三江線の全線廃止まで、ついにあと一日となってしまいました。そして、なんともタイミングの良いことに(一回分調整したよね)426D も終点の江津に到着しました。

江津駅(ごうつ──)

今更ですが、三江線の「三」は「三次」を、「江」は「江津」を意味します。ですので三江線の終点は江津なんだよね、と勘違いされるかもしれませんが、実は三江線は江津が起点だったりします。

ですので三次行きが「下り」、江津行きが「上り」です。川は下るのに列車は上るという変な話になってますが、歴史的経緯によるもの……なのでしょうね。三江線が石見江津(現在の江津駅)から川戸まで開通したのが 1930 年(昭和 5 年)で、三江南線(当時)が三次から式敷まで開通したのが 1955 年(昭和 30 年)です。

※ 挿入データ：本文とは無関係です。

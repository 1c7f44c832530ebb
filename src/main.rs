use clap::{CommandFactory, FromArgMatches, Parser, Subcommand};
use keystats::client::ApiClient;
use keystats::config::ClientSettings;
use std::process;
use tracing::{error, info, Level};

mod cmd;
mod reports;

#[derive(Parser, Debug)]
#[command(author, version, about = "Browse and compare keyboard layout metrics", long_about = None)]
struct Cli {
    #[command(subcommand)]
    command: Commands,

    #[command(flatten)]
    settings: ClientSettings,

    /// JSON file with connection settings; explicit flags override it
    #[arg(global = true, long)]
    config: Option<String>,

    #[arg(global = true, long, default_value_t = false)]
    debug: bool,
}

#[derive(Subcommand, Debug)]
enum Commands {
    /// List text corpora
    Corpora,
    /// List keyboards (form factors)
    Keyboards,
    /// List layouts
    Layouts,
    /// Filter, sort and chart metric records
    Metrics(cmd::metrics::MetricsArgs),
    /// Diff two (corpus, keyboard, layout) selections
    Compare(cmd::compare::CompareArgs),
    /// Show one metric record in full
    Show(cmd::show::ShowArgs),
}

#[tokio::main]
async fn main() {
    let matches = Cli::command().get_matches();
    let cli = Cli::from_arg_matches(&matches).unwrap_or_else(|e| e.exit());

    let level = if cli.debug { Level::DEBUG } else { Level::INFO };
    tracing_subscriber::fmt()
        .with_max_level(level)
        .with_writer(std::io::stderr)
        .init();

    let settings = match &cli.config {
        Some(path) => {
            info!("⚙️  Loading settings from: {}", path);
            let mut file_settings = ClientSettings::load_from_file(path).unwrap_or_else(|e| {
                error!("❌ Cannot load settings from '{}': {}", path, e);
                process::exit(1);
            });
            file_settings.merge_from_cli(&cli.settings, &matches);
            file_settings
        }
        None => cli.settings.clone(),
    };

    let client = ApiClient::new(&settings).unwrap_or_else(|e| {
        error!("❌ Cannot build API client: {}", e);
        process::exit(1);
    });
    info!("🔌 Backend: {}", client.base_url());

    let outcome = match cli.command {
        Commands::Corpora => cmd::catalog::corpora(&client).await,
        Commands::Keyboards => cmd::catalog::keyboards(&client).await,
        Commands::Layouts => cmd::catalog::layouts(&client).await,
        Commands::Metrics(args) => cmd::metrics::run(args, &client).await,
        Commands::Compare(args) => cmd::compare::run(args, &client).await,
        Commands::Show(args) => cmd::show::run(args, &client).await,
    };

    if let Err(e) = outcome {
        error!("❌ {}", e);
        process::exit(1);
    }
}
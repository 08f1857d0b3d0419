//! JWT access-token validation (and generation for tests/tooling).
//!
//! Access tokens are HS256-signed JWTs containing a [`Claims`] payload.

use jsonwebtoken::{decode, encode, DecodingKey, EncodingKey, Header, Validation};
use serde::{Deserialize, Serialize};
use uuid::Uuid;

use feedframe_core::types::DbId;

/// JWT claims embedded in every access token.
#[derive(Debug, Serialize, Deserialize, Clone)]
pub struct Claims {
    /// Subject -- the user's internal database id.
    pub sub: DbId,
    /// Expiration time (UTC Unix timestamp).
    pub exp: i64,
    /// Issued-at time (UTC Unix timestamp).
    pub iat: i64,
    /// Unique token identifier (UUID v4) for revocation / audit.
    pub jti: String,
}

/// Configuration for JWT token validation and generation.
#[derive(Debug, Clone)]
pub struct JwtConfig {
    /// HMAC-SHA256 secret used to sign and verify tokens.
    pub secret: String,
    /// Access token lifetime in minutes (default: 15).
    pub access_token_expiry_mins: i64,
}

/// Default access token expiry in minutes.
const DEFAULT_ACCESS_EXPIRY_MINS: i64 = 15;

impl JwtConfig {
    /// Load JWT configuration from environment variables.
    ///
    /// | Env Var                  | Required | Default |
    /// |--------------------------|----------|---------|
    /// | `JWT_SECRET`             | **yes**  | --      |
    /// | `JWT_ACCESS_EXPIRY_MINS` | no       | `15`    |
    ///
    /// # Panics
    ///
    /// Panics if `JWT_SECRET` is not set or is empty.
    pub fn from_env() -> Self {
        let secret =
            std::env::var("JWT_SECRET").expect("JWT_SECRET must be set in the environment");
        assert!(!secret.is_empty(), "JWT_SECRET must not be empty");

        let access_token_expiry_mins: i64 = std::env::var("JWT_ACCESS_EXPIRY_MINS")
            .unwrap_or_else(|_| DEFAULT_ACCESS_EXPIRY_MINS.to_string())
            .parse()
            .expect("JWT_ACCESS_EXPIRY_MINS must be a valid i64");

        Self {
            secret,
            access_token_expiry_mins,
        }
    }
}

/// Generate an HS256 access token for the given user.
pub fn generate_access_token(
    user_id: DbId,
    config: &JwtConfig,
) -> Result<String, jsonwebtoken::errors::Error> {
    let now = chrono::Utc::now().timestamp();
    let exp = now + config.access_token_expiry_mins * 60;

    let claims = Claims {
        sub: user_id,
        exp,
        iat: now,
        jti: Uuid::new_v4().to_string(),
    };

    encode(
        &Header::default(), // HS256
        &claims,
        &EncodingKey::from_secret(config.secret.as_bytes()),
    )
}

/// Validate and decode an access token, returning the embedded [`Claims`].
///
/// Validates the signature and expiration automatically.
pub fn validate_token(
    token: &str,
    config: &JwtConfig,
) -> Result<Claims, jsonwebtoken::errors::Error> {
    let token_data = decode::<Claims>(
        token,
        &DecodingKey::from_secret(config.secret.as_bytes()),
        &Validation::default(), // HS256, validates exp
    )?;
    Ok(token_data.claims)
}

#[cfg(test)]
mod tests {
    use super::*;

    /// Helper to build a test config with a known secret.
    fn test_config() -> JwtConfig {
        JwtConfig {
            secret: "test-secret-that-is-long-enough-for-hmac".to_string(),
            access_token_expiry_mins: 15,
        }
    }

    #[test]
    fn generate_and_validate_access_token() {
        let config = test_config();
        let token =
            generate_access_token(42, &config).expect("token generation should succeed");

        let claims = validate_token(&token, &config).expect("token validation should succeed");
        assert_eq!(claims.sub, 42);
        assert!(claims.exp > claims.iat);
        assert!(!claims.jti.is_empty());
    }

    #[test]
    fn expired_token_fails() {
        let config = test_config();

        // Manually create an already-expired token, with a margin well
        // beyond the default 60-second leeway.
        let now = chrono::Utc::now().timestamp();
        let claims = Claims {
            sub: 1,
            exp: now - 300,
            iat: now - 600,
            jti: Uuid::new_v4().to_string(),
        };

        let token = encode(
            &Header::default(),
            &claims,
            &EncodingKey::from_secret(config.secret.as_bytes()),
        )
        .expect("encoding should succeed");

        let result = validate_token(&token, &config);
        assert!(result.is_err(), "expired token must fail validation");
    }

    #[test]
    fn different_secrets_fail() {
        let config_a = JwtConfig {
            secret: "secret-alpha".to_string(),
            access_token_expiry_mins: 15,
        };
        let config_b = JwtConfig {
            secret: "secret-bravo".to_string(),
            access_token_expiry_mins: 15,
        };

        let token =
            generate_access_token(1, &config_a).expect("token generation should succeed");

        let result = validate_token(&token, &config_b);
        assert!(
            result.is_err(),
            "token signed with a different secret must fail"
        );
    }
}
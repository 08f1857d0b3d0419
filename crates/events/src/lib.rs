//! feedframe progress event infrastructure.
//!
//! This crate provides the live-progress side of the processing
//! pipeline:
//!
//! - [`ProgressEvent`] — the transient per-entry / job-fatal event and
//!   its wire encoding.
//! - [`ProgressHub`] — in-process publish/subscribe hub with one topic
//!   per job, backed by `tokio::sync::broadcast`.
//!
//! Events are never persisted; a subscriber only sees what is published
//! while it is connected.

pub mod event;
pub mod hub;

pub use event::ProgressEvent;
pub use hub::ProgressHub;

石見川本から江津までは、前を走るキハ 120-310 に乗車しました。この車両には「三江線神楽号」というニックネームがつけられていて、石見神楽を初めとした三江線沿線の文物で彩られています。
ちなみに後位のキハ 120-314 は……標準のカラーリング、なんでしょうか(あ、でも関西本線を走る車両は違うカラーリングだったなぁ)。

例のアレ「八十神」

江津駅は山陰本線に所属する駅……だったと思いますが、三江線の起点でもあるので、もちろん「例のアレ」こと「三江線神楽愛称駅名」も設定されています。「設定されています」と大見得を切りながら写真を撮影していないあたり、理由があるような無いようななんですが、それは追々……(あれっ?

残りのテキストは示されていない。